A callback is required to unregister the file descriptor in
block/file-posix.c:
static void raw_aio_detach_aio_context(BlockDriverState *bs)
{
#ifdef CONFIG_LINUX_IO_URING
BDRVRawState *s = bs->opaque;
LuringState *luring;
luring = aio_get_linux_io_uring(bdrv_get_aio_context(bs));
if (luring && s->fd >= 0) {
luring_fd_unregister(luring, s->fd);
}
#endif
}
I think this should eliminate fd leaks, but please test it. You can use
drive_add/drive_del and device_add/device_del to hotplug and unplug
-drive and -device objects on the HMP monitor.
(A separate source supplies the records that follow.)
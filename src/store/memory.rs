use anyhow::{anyhow, Result};
use parking_lot::RwLock;

use crate::model::{
    CalendarRelation, CalendarSummary, CalendarUpdate, Id, MeetingRelation, MeetingSummary,
    MeetingUpdate,
};
use crate::store::traits::{CalendarStore, MeetingStore};

/// In-process store with the same semantics as [`crate::store::PostgresStore`].
/// Records keep insertion order.
#[derive(Debug, Default)]
pub struct MemoryStore {
    calendars: RwLock<Vec<CalendarSummary>>,
    meetings: RwLock<Vec<MeetingSummary>>,
}

impl MemoryStore {
    pub fn new() -> Self {
        Self::default()
    }
}

/// Append values not already present, keeping request order.
fn add_to_set(target: &mut Vec<Id>, values: &[Id]) {
    for value in values {
        if !target.contains(value) {
            target.push(value.clone());
        }
    }
}

fn pull_all(target: &mut Vec<Id>, values: &[Id]) {
    target.retain(|existing| !values.contains(existing));
}

#[async_trait::async_trait]
impl CalendarStore for MemoryStore {
    async fn list_calendars(&self) -> Result<Vec<CalendarSummary>> {
        Ok(self.calendars.read().clone())
    }

    async fn list_calendars_by_ids(&self, ids: &[Id]) -> Result<Vec<CalendarSummary>> {
        Ok(self
            .calendars
            .read()
            .iter()
            .filter(|calendar| ids.contains(&calendar.id))
            .cloned()
            .collect())
    }

    async fn get_calendar(&self, id: &Id) -> Result<Option<CalendarSummary>> {
        Ok(self.calendars.read().iter().find(|c| &c.id == id).cloned())
    }

    async fn insert_calendar(&self, calendar: CalendarSummary) -> Result<CalendarSummary> {
        let calendar = calendar.normalized();
        let mut calendars = self.calendars.write();
        if calendars.iter().any(|c| c.id == calendar.id) {
            return Err(anyhow!("calendar '{}' already exists", calendar.id));
        }
        calendars.push(calendar.clone());
        Ok(calendar)
    }

    async fn update_calendar(
        &self,
        id: &Id,
        update: &CalendarUpdate,
    ) -> Result<Option<CalendarSummary>> {
        let mut calendars = self.calendars.write();
        Ok(calendars.iter_mut().find(|c| &c.id == id).map(|calendar| {
            update.apply_to(calendar);
            calendar.clone()
        }))
    }

    async fn add_to_calendar(
        &self,
        id: &Id,
        relation: CalendarRelation,
        values: &[Id],
    ) -> Result<Option<CalendarSummary>> {
        let mut calendars = self.calendars.write();
        Ok(calendars.iter_mut().find(|c| &c.id == id).map(|calendar| {
            add_to_set(relation.values_mut(calendar), values);
            calendar.clone()
        }))
    }

    async fn remove_from_calendar(
        &self,
        id: &Id,
        relation: CalendarRelation,
        values: &[Id],
    ) -> Result<Option<CalendarSummary>> {
        let mut calendars = self.calendars.write();
        Ok(calendars.iter_mut().find(|c| &c.id == id).map(|calendar| {
            pull_all(relation.values_mut(calendar), values);
            calendar.clone()
        }))
    }

    async fn delete_calendar(&self, id: &Id) -> Result<bool> {
        let mut calendars = self.calendars.write();
        let before = calendars.len();
        calendars.retain(|c| &c.id != id);
        Ok(calendars.len() < before)
    }
}

#[async_trait::async_trait]
impl MeetingStore for MemoryStore {
    async fn list_meetings(&self) -> Result<Vec<MeetingSummary>> {
        Ok(self.meetings.read().clone())
    }

    async fn list_meetings_by_ids(&self, ids: &[Id]) -> Result<Vec<MeetingSummary>> {
        Ok(self
            .meetings
            .read()
            .iter()
            .filter(|meeting| ids.contains(&meeting.id))
            .cloned()
            .collect())
    }

    async fn get_meeting(&self, id: &Id) -> Result<Option<MeetingSummary>> {
        Ok(self.meetings.read().iter().find(|m| &m.id == id).cloned())
    }

    async fn insert_meeting(&self, meeting: MeetingSummary) -> Result<MeetingSummary> {
        let meeting = meeting.normalized();
        let mut meetings = self.meetings.write();
        if meetings.iter().any(|m| m.id == meeting.id) {
            return Err(anyhow!("meeting '{}' already exists", meeting.id));
        }
        meetings.push(meeting.clone());
        Ok(meeting)
    }

    async fn update_meeting(
        &self,
        id: &Id,
        update: &MeetingUpdate,
    ) -> Result<Option<MeetingSummary>> {
        let mut meetings = self.meetings.write();
        Ok(meetings.iter_mut().find(|m| &m.id == id).map(|meeting| {
            update.apply_to(meeting);
            meeting.clone()
        }))
    }

    async fn add_to_meeting(
        &self,
        id: &Id,
        relation: MeetingRelation,
        values: &[Id],
    ) -> Result<Option<MeetingSummary>> {
        let mut meetings = self.meetings.write();
        Ok(meetings.iter_mut().find(|m| &m.id == id).map(|meeting| {
            add_to_set(relation.values_mut(meeting), values);
            meeting.clone()
        }))
    }

    async fn remove_from_meeting(
        &self,
        id: &Id,
        relation: MeetingRelation,
        values: &[Id],
    ) -> Result<Option<MeetingSummary>> {
        let mut meetings = self.meetings.write();
        Ok(meetings.iter_mut().find(|m| &m.id == id).map(|meeting| {
            pull_all(relation.values_mut(meeting), values);
            meeting.clone()
        }))
    }

    async fn delete_meeting(&self, id: &Id) -> Result<bool> {
        let mut meetings = self.meetings.write();
        let before = meetings.len();
        meetings.retain(|m| &m.id != id);
        Ok(meetings.len() < before)
    }
}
Use "ls -l /proc/PID/fd"
to see the list of currently open files.
> + g_hash_table_insert(lookup, GINT_TO_POINTER(fd), GINT_TO_POINTER(nr));
> + trace_luring_fd_register(fd, nr);
This trace event can be made even more useful by including
io_uring_register_files()'s return value so we know whether the kernel
accepted fd_array[] or not.
> + return io_uring_register_files(ring, fd_reg->fd_array, nr + 1);
> +}
> +/**
> + * luring_fd_unregister:
> + *
> + * Unregisters file descriptors, TODO: error handling
> + */
> +static void luring_fd_unregister(LuringState *s)
> +{
> + io_uring_unregister_files(&s->ring);
> + g_hash_table_unref(s->fd_reg.fd_lookup);
> + g_free(s->fd_reg.fd_array);
Please use 4-space indentation.
Missing s->fd_reg.fd_array = NULL so that the next g_realloc_n()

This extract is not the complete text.